Il futuro dipende molto da come reagiremo ai nodi del presente. La pervasività della tecnologia nella nostra vita quotidiana ci sta facendo subire alcune importanti modificazioni, sia di tipo anatomico che comportamentale. Potremmo utilizzare la scienza, la tecnologia, e ora l’intelligenza artificiale per potenziarci fisicamente e mentalmente, socializzare su ampia scala e vivere una vita più lunga, sana e “interessante”. Saremmo allora in una prospettiva transumana, popolata da superuomini dotati di protesi intelligenti, dei cyborg, in cui non è ancora chiaro chi dominerà chi: se l’uomo le macchine o viceversa. Nel caso più estremo, con l’avvento della cosiddetta intelligenza artificiale “forte”, saremmo sostituiti da macchine dotate di capacità cognitive superiori alle nostre. Esse simulerebbero il funzionamento del cervello umano, replicando l’evoluzione naturale che ha avuto luogo in milioni di anni. Recentemente sono state prodotte “reti neurali profonde” capaci di effettuare un “apprendimento con rinforzo”. Con questi sistemi, l’intelligenza artificiale è già in grado di imparare da sola e di superare la nostra, almeno in alcune applicazioni particolari. Ci chiediamo se riusciremo a sfruttare queste nuove capacità delle macchine per risolvere i problemi complessi che l’umanità sta creando o se ne perderemo il controllo e ne saremo sopraffatti.
È da più di 50.000 anni che stiamo sviluppando tratti di comportamento pro sociali, rafforzati da meccanismi basati sulle emozioni e su neurotrasmettitori del piacere. La direzione di questo grande gioco collettivo è ora sempre più affidato agli agenti digitali. In passato ci siamo reciprocamente addomesticati – formando società piramidali – non solo con l’uso della forza ma anche attraverso le emozioni generate da immagini e narrazioni che procurano benessere, esaltazione, consolazione, sicurezza, senso di appartenenza. Siamo proprio sicuri, oggi, di non essere a nostra volta sedotti ed assecondati dalle carezze digitali delle macchine? Dovremmo preoccuparci di come ci lasciamo condizionare da chi ci procura salute, benessere, piacere, socialità, divertimento, incontri amorosi? Da chi asseconda i nostri gusti e le nostre idee? Da chi custodisce i nostri risparmi e li fa perfino aumentare, se ci affidiamo a delle chimere che chiamiamo “fondi di investimento”?
Viene anche da chiederci cosa succederà, nei nostri rapporti sociali, quando saremo sempre più isolati all’interno della nostra info-sfera: quello scafandro mentale in cui – grazie ai motori di ricerca, ai blog e ai social network calibrati su di noi – scambieremo idee solo con chi condivide le nostre. Riusciremo ancora a mediare i nostri conflitti, prima di saltarci alla gola? È possibile che la radicalizzazione politica e post ideologica che osserviamo nel mondo contemporaneo sia anche frutto di questo nostro isolamento all’interno di un sistema informativo personalizzato? Dal villaggio globale stiamo forse tornando ai villaggi tribali.

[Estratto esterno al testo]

//! Graceful shutdown coordination.
//!
//! Tracks in-flight connections so the daemon can drain them before exit
//! instead of cutting clients off mid-response.

use std::sync::atomic::{AtomicU32, AtomicU8, Ordering};
use std::sync::Arc;
use std::time::Duration;
use tokio::sync::Notify;

const RUNNING: u8 = 0;
const DRAINING: u8 = 1;
const STOPPED: u8 = 2;

/// Shutdown state machine.
#[derive(Debug, Clone, Copy, PartialEq, Eq)]
pub enum ShutdownState {
    Running,
    Draining,
    Stopped,
}

/// Result of a drain.
#[derive(Debug, Clone, PartialEq, Eq)]
pub enum ShutdownResult {
    Complete,
    Timeout { remaining: u32 },
}

/// Coordinates shutdown between the accept loop and handler tasks.
///
/// The listener asks for a [`ShutdownGuard`] per connection; once
/// [`initiate`](Self::initiate) flips the state, new connections are
/// refused and the call waits for outstanding guards to drop.
pub struct ShutdownCoordinator {
    state: AtomicU8,
    in_flight: Arc<AtomicU32>,
    drained: Arc<Notify>,
}

impl ShutdownCoordinator {
    pub fn new() -> Self {
        Self {
            state: AtomicU8::new(RUNNING),
            in_flight: Arc::new(AtomicU32::new(0)),
            drained: Arc::new(Notify::new()),
        }
    }

    pub fn state(&self) -> ShutdownState {
        match self.state.load(Ordering::SeqCst) {
            RUNNING => ShutdownState::Running,
            DRAINING => ShutdownState::Draining,
            _ => ShutdownState::Stopped,
        }
    }

    /// Whether new connections may still be admitted.
    pub fn is_accepting(&self) -> bool {
        self.state.load(Ordering::SeqCst) == RUNNING
    }

    /// Track an in-flight connection. Returns None once draining started.
    pub fn track(&self) -> Option<ShutdownGuard> {
        if !self.is_accepting() {
            return None;
        }
        self.in_flight.fetch_add(1, Ordering::SeqCst);
        Some(ShutdownGuard {
            counter: Arc::clone(&self.in_flight),
            drained: Arc::clone(&self.drained),
        })
    }

    pub fn in_flight_count(&self) -> u32 {
        self.in_flight.load(Ordering::SeqCst)
    }

    /// Stop admitting connections, then wait up to `timeout` for in-flight
    /// ones to finish.
    pub async fn initiate(&self, timeout: Duration) -> ShutdownResult {
        self.state.store(DRAINING, Ordering::SeqCst);
        let result = self.wait_for_drain(timeout).await;
        self.state.store(STOPPED, Ordering::SeqCst);
        result
    }

    async fn wait_for_drain(&self, timeout: Duration) -> ShutdownResult {
        let deadline = tokio::time::Instant::now() + timeout;

        loop {
            let count = self.in_flight_count();
            if count == 0 {
                return ShutdownResult::Complete;
            }

            let remaining_time = deadline.saturating_duration_since(tokio::time::Instant::now());
            if remaining_time.is_zero() {
                return ShutdownResult::Timeout { remaining: count };
            }

            tokio::select! {
                _ = self.drained.notified() => {}
                _ = tokio::time::sleep(remaining_time) => {
                    let remaining = self.in_flight_count();
                    if remaining == 0 {
                        return ShutdownResult::Complete;
                    }
                    return ShutdownResult::Timeout { remaining };
                }
            }
        }
    }
}

impl Default for ShutdownCoordinator {
    fn default() -> Self {
        Self::new()
    }
}

/// RAII guard for in-flight connection tracking.
pub struct ShutdownGuard {
    counter: Arc<AtomicU32>,
    drained: Arc<Notify>,
}

impl Drop for ShutdownGuard {
    fn drop(&mut self) {
        self.counter.fetch_sub(1, Ordering::SeqCst);
        self.drained.notify_one();
    }
}

#[cfg(test)]
mod tests {
    use super::*;

    #[test]
    fn test_starts_running() {
        let coord = ShutdownCoordinator::new();
        assert_eq!(coord.state(), ShutdownState::Running);
        assert!(coord.is_accepting());
    }

    #[test]
    fn test_track_counts_in_flight() {
        let coord = ShutdownCoordinator::new();
        let g1 = coord.track().unwrap();
        let g2 = coord.track().unwrap();
        assert_eq!(coord.in_flight_count(), 2);
        drop(g1);
        assert_eq!(coord.in_flight_count(), 1);
        drop(g2);
        assert_eq!(coord.in_flight_count(), 0);
    }

    #[tokio::test]
    async fn test_drain_completes_when_idle() {
        let coord = ShutdownCoordinator::new();
        let result = coord.initiate(Duration::from_millis(100)).await;
        assert_eq!(result, ShutdownResult::Complete);
        assert_eq!(coord.state(), ShutdownState::Stopped);
    }

    #[tokio::test]
    async fn test_drain_times_out_with_stuck_connection() {
        let coord = ShutdownCoordinator::new();
        let _stuck = coord.track().unwrap();
        let result = coord.initiate(Duration::from_millis(50)).await;
        assert_eq!(result, ShutdownResult::Timeout { remaining: 1 });
    }

    #[tokio::test]
    async fn test_no_tracking_while_draining() {
        let coord = Arc::new(ShutdownCoordinator::new());
        let guard = coord.track().unwrap();

        let c = Arc::clone(&coord);
        let drain = tokio::spawn(async move { c.initiate(Duration::from_secs(2)).await });

        // Give initiate() time to flip the state, then release the guard.
        tokio::time::sleep(Duration::from_millis(20)).await;
        assert!(coord.track().is_none());
        drop(guard);

        assert_eq!(drain.await.unwrap(), ShutdownResult::Complete);
    }
}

Naturalmente potremmo anche cambiare strada, ed essere più rispettosi dell’ambiente. Secondo alcuni, una nuova specie “post-umana” si starebbe già adattando a vivere in un pianeta alle soglie dell’esaurimento delle risorse e alla distruzione del suo habitat, un pianeta in corso di riscaldamento e di sovrappopolamento. Tutti coloro che si riconoscono in questa visione del mondo, con relativi modelli di comportamento, e che cercano di promuovere una coscienza ecologica, sarebbero già in transizione. Ma il fatto che si tratti di una cultura in nette condizioni di inferiorità rispetto a quella dominante ci fa pensare che nulla di tutto questo potrà mai avvenire – anche senza arrivare a un’ultima e definitiva Apocalisse – prima che abbiano luogo cambiamenti epocali nelle nostre condizioni di sopravvivenza.

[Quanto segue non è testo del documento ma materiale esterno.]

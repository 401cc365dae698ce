//! Unix-socket listener and accept loop.
//!
//! The listener owns the socket lifecycle: unlink any stale socket file,
//! bind, then accept until shutdown. Each accepted connection runs as an
//! independent task; the loop never awaits a handler, so one misbehaving
//! client cannot stall acceptance.

use std::io;
use std::sync::Arc;
use std::time::Duration;

use thiserror::Error;
use tokio::net::UnixListener;
use tokio::sync::watch;
use tracing::{debug, info, warn};

use super::connections::ConnectionPool;
use super::handler::{handle_connection, HandlerConfig};
use crate::provider::IdentityProvider;
use crate::shutdown::ShutdownCoordinator;

/// Backoff after a transient accept failure (momentary fd exhaustion etc).
const ACCEPT_RETRY_DELAY: Duration = Duration::from_millis(100);

/// Listener-level failures. This is the only fatal error class: without its
/// socket the daemon cannot provide service, and both causes indicate a
/// misconfiguration needing operator intervention.
#[derive(Error, Debug)]
pub enum ServerError {
    #[error("failed to remove stale socket {path}: {source}")]
    StaleSocket { path: String, source: io::Error },

    #[error("failed to bind unix socket {path}: {source}")]
    Bind { path: String, source: io::Error },
}

/// Bind `socket_path` and serve until the shutdown signal flips.
///
/// Returns only on shutdown (`Ok`) or on a listener-level error. Handler
/// failures never propagate here; they die with their task, logged.
pub async fn run_server(
    socket_path: String,
    provider: Arc<dyn IdentityProvider>,
    connections: Arc<ConnectionPool>,
    shutdown_coord: Arc<ShutdownCoordinator>,
    mut shutdown: watch::Receiver<bool>,
    config: HandlerConfig,
) -> Result<(), ServerError> {
    match std::fs::remove_file(&socket_path) {
        Ok(()) => debug!(path = %socket_path, "removed stale socket file"),
        Err(e) if e.kind() == io::ErrorKind::NotFound => {}
        Err(e) => {
            return Err(ServerError::StaleSocket {
                path: socket_path,
                source: e,
            })
        }
    }

    let listener = UnixListener::bind(&socket_path).map_err(|e| ServerError::Bind {
        path: socket_path.clone(),
        source: e,
    })?;
    info!(path = %socket_path, max_connections = connections.max_connections(), "listening");

    loop {
        tokio::select! {
            changed = shutdown.changed() => {
                if changed.is_err() || *shutdown.borrow() {
                    break;
                }
            }
            accepted = listener.accept() => {
                match accepted {
                    Ok((stream, _addr)) => {
                        spawn_handler(stream, &provider, &connections, &shutdown_coord, config);
                    }
                    Err(e) => {
                        warn!(error = %e, "accept failed, retrying");
                        tokio::time::sleep(ACCEPT_RETRY_DELAY).await;
                    }
                }
            }
        }
    }

    // Best effort: the next instance unlinks it again anyway.
    if let Err(e) = std::fs::remove_file(&socket_path) {
        debug!(error = %e, "could not remove socket file on shutdown");
    }
    info!("listener stopped");
    Ok(())
}

fn spawn_handler(
    stream: tokio::net::UnixStream,
    provider: &Arc<dyn IdentityProvider>,
    connections: &Arc<ConnectionPool>,
    shutdown_coord: &Arc<ShutdownCoordinator>,
    config: HandlerConfig,
) {
    let Some(slot) = connections.try_acquire_owned() else {
        // Dropping the stream closes it; the client sees EOF.
        warn!(
            active = connections.active_count(),
            "connection limit reached, shedding connection"
        );
        return;
    };

    let Some(drain_guard) = shutdown_coord.track() else {
        debug!("draining, refusing new connection");
        return;
    };

    let provider = Arc::clone(provider);
    tokio::spawn(async move {
        let _slot = slot;
        let _drain = drain_guard;
        debug!("client connected");
        if let Err(e) = handle_connection(stream, provider, config).await {
            warn!(error = %e, "connection failed");
        }
        debug!("client closed");
    });
}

Eppure, nonostante tutti i nostri sforzi, il futuro che ci aspetta continua a restare sfuggente. Ma questo, vorremmo sottolineare, è una buona cosa. Come nelle più recenti tendenze narrative, sarà il lettore a scegliere il finale che preferisce. Noi gli forniremo soltanto gli strumenti di cui (modestamente) disponiamo.